Several Republican senators voiced new reservations about the tax bill, a $1.5-trillion package that could become the most significant achievement of Trump’s first year in office, but has low public support among voters.
Some senators fear the bill is too heavily tilted in favor of corporations and the wealthy, and does not do enough for small-business owners or ordinary Americans.
An analysis Monday from the nonpartisan Congressional Budget Office said households with incomes of $30,000 or less would end up paying more or receive fewer federal benefits under the GOP proposal, confirming earlier assessments.
Also Monday, key Republican senators met with Trump for lunch at the White House. Afterward, they downplayed the mounting concerns but acknowledged the difficulty ahead since they can afford to lose only two votes in the Senate with their narrow 52-seat majority.
“We always have to deal with everybody, so it’s not any one particular person,” said Sen. Orrin G. Hatch (R-Utah), chairman of the Finance Committee, told reporters at the White House. “These are tough times; these are tough issues. They’re hard to deal with, and we intend to deal with them.”
Trump will head to Capitol Hill on Tuesday to meet with all GOP senators about the tax plan.
Over the weekend he called Sen. Steve Daines after the Montanan became the second GOP senator to oppose the tax overhaul, putting it at risk of defeat. Daines raised concerns similar to those of Sen. Ron Johnson (R-Wis.) over the bill’s treatment of small-business owners, who they argue do not benefit as much from the bill as corporations.
“It was good to speak with @realDonaldTrump this weekend working through these concerns,” Daines tweeted Monday.
The Senate bill follows a similar legislative structure as the measure approved by House Republicans in lowering corporate and some individual tax rates, but doing away with many popular deductions.
Johnson and other senators have suggested one way to improve the bill for so-called pass-through businesses would be to clamp down on deductions for corporations and using those savings to provide more assistance to smaller firms.
“I told the president this would be a great solution to help out these Main Street businesses in America,” Daines said Monday. “He liked the idea.”
Critics have pointed to the ability of corporations to continue to write off state and local taxes. By contrast, individuals or those filing as pass-throughs would no longer be able to do so under the House and Senate bills.
Eliminating the state and local tax deduction has been a constant source of debate in Congress because it brings in more than $1 trillion in revenue over 10 years. But eliminating the write-off would hit residents in high-tax states like California, who use it to lower their tax bills.
GOP Sen. Susan Collins of Maine prefers the House approach, which retained the local property tax deduction, capped at $10,000. She is trying to reinstate that in the Senate version of the bill.
Collins also objected to a provision that repeals the Affordable Care Act mandate that all Americans carry insurance, which the Congressional Budget Office report estimated would leave 13 million more Americans uninsured by 2027. She wants that provision offset by a separate bill that aims to help stabilize Obamacare insurance markets.
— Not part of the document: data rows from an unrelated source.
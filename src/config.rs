use serde::Deserialize;
use std::path::{Path, PathBuf};
use std::str::FromStr;
use std::time::Duration;
use tracing::warn;

#[derive(Debug, Deserialize, Clone, Default)]
pub struct Config {
    #[serde(default)]
    pub execution: ExecutionConfig,
    #[serde(default)]
    pub storage: StorageConfig,
    #[serde(default)]
    pub security: SecurityConfig,
}

#[derive(Debug, Deserialize, Clone)]
pub struct ExecutionConfig {
    /// Upper bound for a single execute/shell call, in seconds
    #[serde(default = "default_max_execution_time")]
    pub max_execution_time: u64,
    /// Default shell timeout when the caller does not pass one
    #[serde(default = "default_shell_timeout")]
    pub shell_timeout: u64,
    /// Address-space limit for the interpreter worker (0 disables)
    #[serde(default = "default_memory_limit_mb")]
    pub memory_limit_mb: u64,
    /// Explicit interpreter path; auto-detected when unset
    #[serde(default)]
    pub python: Option<PathBuf>,
    /// Snapshot the namespace every N executions (0 disables)
    #[serde(default = "default_autosave_every")]
    pub autosave_every: u32,
}

#[derive(Debug, Deserialize, Clone)]
pub struct StorageConfig {
    /// Root of everything the sandbox may touch. Supports `~`.
    #[serde(default)]
    pub allowed_root: Option<PathBuf>,
    /// Where session directories live
    #[serde(default)]
    pub data_dir: Option<PathBuf>,
    /// Override for artifact storage (one subdirectory per session)
    #[serde(default)]
    pub artifact_dir: Option<PathBuf>,
    #[serde(default)]
    pub retention: RetentionPolicy,
    #[serde(default = "default_true")]
    pub persist_on_teardown: bool,
}

#[derive(Debug, Deserialize, Clone, Default)]
pub struct SecurityConfig {
    #[serde(default)]
    pub level: SecurityLevel,
    /// Extra deny regexes appended to the built-in table
    #[serde(default)]
    pub blocked_patterns: Vec<String>,
}

#[derive(Debug, Deserialize, Clone, Copy, PartialEq, Eq, Default)]
#[serde(rename_all = "lowercase")]
pub enum SecurityLevel {
    #[default]
    Standard,
    High,
}

impl FromStr for SecurityLevel {
    type Err = String;

    fn from_str(s: &str) -> Result<Self, Self::Err> {
        match s.trim().to_lowercase().as_str() {
            "standard" => Ok(Self::Standard),
            "high" => Ok(Self::High),
            other => Err(format!("unknown security level '{other}' (expected standard|high)")),
        }
    }
}

impl std::fmt::Display for SecurityLevel {
    fn fmt(&self, f: &mut std::fmt::Formatter<'_>) -> std::fmt::Result {
        match self {
            Self::Standard => write!(f, "standard"),
            Self::High => write!(f, "high"),
        }
    }
}

/// What happens to a session's scratch directory when its context is torn down.
#[derive(Debug, Deserialize, Clone, Copy, PartialEq, Eq, Default)]
#[serde(rename_all = "lowercase")]
pub enum RetentionPolicy {
    #[default]
    Delete,
    Keep,
}

impl FromStr for RetentionPolicy {
    type Err = String;

    fn from_str(s: &str) -> Result<Self, Self::Err> {
        match s.trim().to_lowercase().as_str() {
            "delete" => Ok(Self::Delete),
            "keep" => Ok(Self::Keep),
            other => Err(format!("unknown retention policy '{other}' (expected delete|keep)")),
        }
    }
}

fn default_max_execution_time() -> u64 {
    300
}

fn default_shell_timeout() -> u64 {
    30
}

fn default_memory_limit_mb() -> u64 {
    512
}

fn default_autosave_every() -> u32 {
    10
}

fn default_true() -> bool {
    true
}

impl Default for ExecutionConfig {
    fn default() -> Self {
        Self {
            max_execution_time: default_max_execution_time(),
            shell_timeout: default_shell_timeout(),
            memory_limit_mb: default_memory_limit_mb(),
            python: None,
            autosave_every: default_autosave_every(),
        }
    }
}

impl Default for StorageConfig {
    fn default() -> Self {
        Self {
            allowed_root: None,
            data_dir: None,
            artifact_dir: None,
            retention: RetentionPolicy::default(),
            persist_on_teardown: true,
        }
    }
}

impl Config {
    pub fn load(path: &str) -> anyhow::Result<Self> {
        let content = std::fs::read_to_string(path)?;
        // Expand environment variables like ${HOME}
        let expanded = shellexpand::env(&content)?;
        let config: Config = toml::from_str(&expanded)?;
        Ok(config)
    }

    /// Loads the file if it exists (defaults otherwise), then applies
    /// `SANDBOX_*` environment overrides.
    pub fn load_or_default(path: &str) -> anyhow::Result<Self> {
        let mut config = if Path::new(path).exists() {
            Self::load(path)?
        } else {
            Self::default()
        };
        config.apply_env_overrides(|key| std::env::var(key).ok());
        Ok(config)
    }

    /// Applies environment-style overrides through `lookup`.
    /// Unparseable values are logged and ignored.
    pub fn apply_env_overrides(&mut self, lookup: impl Fn(&str) -> Option<String>) {
        fn parsed<T: FromStr>(key: &str, raw: Option<String>) -> Option<T> {
            let raw = raw?;
            match raw.trim().parse::<T>() {
                Ok(v) => Some(v),
                Err(_) => {
                    warn!("Ignoring invalid value for {key}: '{raw}'");
                    None
                }
            }
        }

        if let Some(v) = parsed("SANDBOX_MAX_EXECUTION_TIME", lookup("SANDBOX_MAX_EXECUTION_TIME")) {
            self.execution.max_execution_time = v;
        }
        if let Some(v) = parsed("SANDBOX_SHELL_TIMEOUT", lookup("SANDBOX_SHELL_TIMEOUT")) {
            self.execution.shell_timeout = v;
        }
        if let Some(v) = parsed("SANDBOX_MEMORY_LIMIT_MB", lookup("SANDBOX_MEMORY_LIMIT_MB")) {
            self.execution.memory_limit_mb = v;
        }
        if let Some(v) = parsed("SANDBOX_SECURITY_LEVEL", lookup("SANDBOX_SECURITY_LEVEL")) {
            self.security.level = v;
        }
        if let Some(v) = parsed("SANDBOX_RETENTION", lookup("SANDBOX_RETENTION")) {
            self.storage.retention = v;
        }
        if let Some(v) = lookup("SANDBOX_PYTHON").filter(|v| !v.trim().is_empty()) {
            self.execution.python = Some(PathBuf::from(v));
        }
        if let Some(v) = lookup("SANDBOX_ALLOWED_ROOT").filter(|v| !v.trim().is_empty()) {
            self.storage.allowed_root = Some(PathBuf::from(v));
        }
        if let Some(v) = lookup("SANDBOX_DATA_DIR").filter(|v| !v.trim().is_empty()) {
            self.storage.data_dir = Some(PathBuf::from(v));
        }
        if let Some(v) = lookup("SANDBOX_ARTIFACT_DIR").filter(|v| !v.trim().is_empty()) {
            self.storage.artifact_dir = Some(PathBuf::from(v));
        }
    }

    /// The allowed root: configured value, else the user's home directory.
    pub fn allowed_root(&self) -> PathBuf {
        match &self.storage.allowed_root {
            Some(p) => expand_tilde(p),
            None => dirs::home_dir()
                .or_else(|| std::env::current_dir().ok())
                .unwrap_or_else(|| PathBuf::from(".")),
        }
    }

    /// Directory holding one subdirectory per session.
    pub fn data_dir(&self) -> PathBuf {
        match &self.storage.data_dir {
            Some(p) => expand_tilde(p),
            None => self.allowed_root().join(".fluux-sandbox").join("sessions"),
        }
    }

    /// Shared artifact directory, if one is configured.
    pub fn artifact_dir(&self) -> Option<PathBuf> {
        self.storage.artifact_dir.as_deref().map(expand_tilde)
    }

    /// Artifact root for a session whose state lives in `session_dir`.
    pub fn artifact_root(&self, session_id: &str, session_dir: &Path) -> PathBuf {
        match self.artifact_dir() {
            Some(dir) => dir.join(session_id),
            None => session_dir.join("artifacts"),
        }
    }

    pub fn max_execution_time(&self) -> Duration {
        Duration::from_secs(self.execution.max_execution_time.max(1))
    }

    /// Effective timeout for a shell call, clamped per security level.
    pub fn shell_timeout(&self, requested: Option<u64>) -> Duration {
        let ceiling = match self.security.level {
            SecurityLevel::Standard => self.execution.max_execution_time,
            SecurityLevel::High => self.execution.shell_timeout,
        };
        let secs = requested.unwrap_or(self.execution.shell_timeout);
        Duration::from_secs(secs.clamp(1, ceiling.max(1)))
    }
}

fn expand_tilde(path: &Path) -> PathBuf {
    let raw = path.to_string_lossy();
    PathBuf::from(shellexpand::tilde(&raw).into_owned())
}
To make up for the lost revenue, senators may consider increasing the corporate tax rate, which under the bills would be reduced from 35% to 20%. Under the Senate plan, corporate cuts are permanent, but individual cuts expire in eight years.
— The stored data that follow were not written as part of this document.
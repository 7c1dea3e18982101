//! Execution Context: the live state of one session.
//!
//! Owns the interpreter worker (and with it the persistent namespace), the
//! access policy, the capture hooks and the execution history. Every
//! operation takes `&mut self`, so callers that share a context behind a
//! mutex get per-session queuing for free.

use std::path::{Path, PathBuf};
use std::sync::Arc;
use std::time::Duration;

use chrono::{DateTime, Utc};
use serde::{Deserialize, Serialize};
use tracing::{debug, info, warn};

use super::environment::ProcessEnv;
use super::shell;
use super::worker::{
    call_as, CacheStats, CapturedFile, ExecReply, Interpreter, InterpreterDetails, NameInfo, NamesReply,
    NamespaceSnapshot, RestoreReply, WorkerFault, WorkerRequest,
};
use crate::artifacts::{ArtifactRef, ArtifactReport, ArtifactStore};
use crate::capture::CaptureInterceptor;
use crate::config::{Config, RetentionPolicy};
use crate::error::{RuntimeFailure, SandboxError};
use crate::policy::AccessPolicy;
use crate::session::files::{SavedState, SessionFiles, SessionMeta};

/// Budget for bookkeeping requests (chdir, snapshot, names, restore).
const CALL_TIMEOUT: Duration = Duration::from_secs(30);
/// Budget for probing and installing capture hooks; importing a plotting
/// library for the first time can be slow.
const CAPTURE_TIMEOUT: Duration = Duration::from_secs(60);

#[derive(Debug, Clone, Copy, PartialEq, Eq, Serialize, Deserialize)]
#[serde(rename_all = "SCREAMING_SNAKE_CASE")]
pub enum ContextState {
    Uninitialized,
    Ready,
    Running,
    Terminated,
}

#[derive(Debug, Clone, Copy, PartialEq, Eq, Serialize, Deserialize)]
#[serde(rename_all = "lowercase")]
pub enum ExecutionKind {
    Python,
    Shell,
}

/// One `execute` or `run_shell` call. Never changed once appended.
#[derive(Debug, Clone, PartialEq, Serialize, Deserialize)]
pub struct ExecutionRecord {
    pub id: u64,
    pub kind: ExecutionKind,
    /// Code or command text
    pub source: String,
    pub cwd: PathBuf,
    pub started_at: DateTime<Utc>,
    pub finished_at: DateTime<Utc>,
    pub duration_ms: u64,
    #[serde(default)]
    pub stdout: String,
    #[serde(default)]
    pub stderr: String,
    /// `repr` of a trailing expression
    #[serde(default, skip_serializing_if = "Option::is_none")]
    pub result: Option<String>,
    #[serde(default, skip_serializing_if = "Option::is_none")]
    pub exit_code: Option<i32>,
    pub success: bool,
    #[serde(default, skip_serializing_if = "Option::is_none")]
    pub error: Option<SandboxError>,
    #[serde(default)]
    pub artifacts: Vec<ArtifactRef>,
}

impl ExecutionRecord {
    pub fn new(id: u64, kind: ExecutionKind, source: impl Into<String>, cwd: PathBuf) -> Self {
        let now = Utc::now();
        Self {
            id,
            kind,
            source: source.into(),
            cwd,
            started_at: now,
            finished_at: now,
            duration_ms: 0,
            stdout: String::new(),
            stderr: String::new(),
            result: None,
            exit_code: None,
            success: false,
            error: None,
            artifacts: Vec::new(),
        }
    }

    fn finish(&mut self) {
        self.finished_at = Utc::now();
        self.duration_ms = (self.finished_at - self.started_at).num_milliseconds().max(0) as u64;
    }

    /// stdout followed by stderr, as a caller would have seen them.
    pub fn output(&self) -> String {
        match (self.stdout.is_empty(), self.stderr.is_empty()) {
            (_, true) => self.stdout.clone(),
            (true, false) => self.stderr.clone(),
            (false, false) => format!("{}\n{}", self.stdout.trim_end_matches('\n'), self.stderr),
        }
    }
}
“I am confident we’re gong to get this done soon, get it to the president’s desk,” said Sen. Patrick J. Toomey (R-Pa.) after the White House meeting.
Pushing ahead on tax reform has become tangled by other looming agenda items. Congress must reach a budget accord soon or risk a government shutdown next week, but the tax bill’s $1.5-trillion price tag has raised concerns among the Senate’s few remaining deficit hawks.
Lawmakers are also mulling over the Obamacare fix sought by Collins, a bipartisan deal that would stave off rising premiums by ensuring federal payments to insurers that are used to lower co-payments and deductibles for low-income people.
Other senators want a year-end immigration deal for young immigrants known as Dreamers, who face deportation early next year when Trump plans to end a program that allows them to stay in the country temporarily with work permits.
The tax package, though, remains the GOP’s top priority as Republicans prepare to close out the year with few other legislative accomplishments.
It got a boost Monday when Sen. Rand Paul (R-Ky.) announced he would be backing the package.
“This bill is not perfect,” Paul wrote in an op-ed on FoxNews.com. “The next few weeks in Washington will be important. Will we keep our word and cut taxes?”
3:25 p.m.: This article was updated with reaction after Trump’s lunch with senators.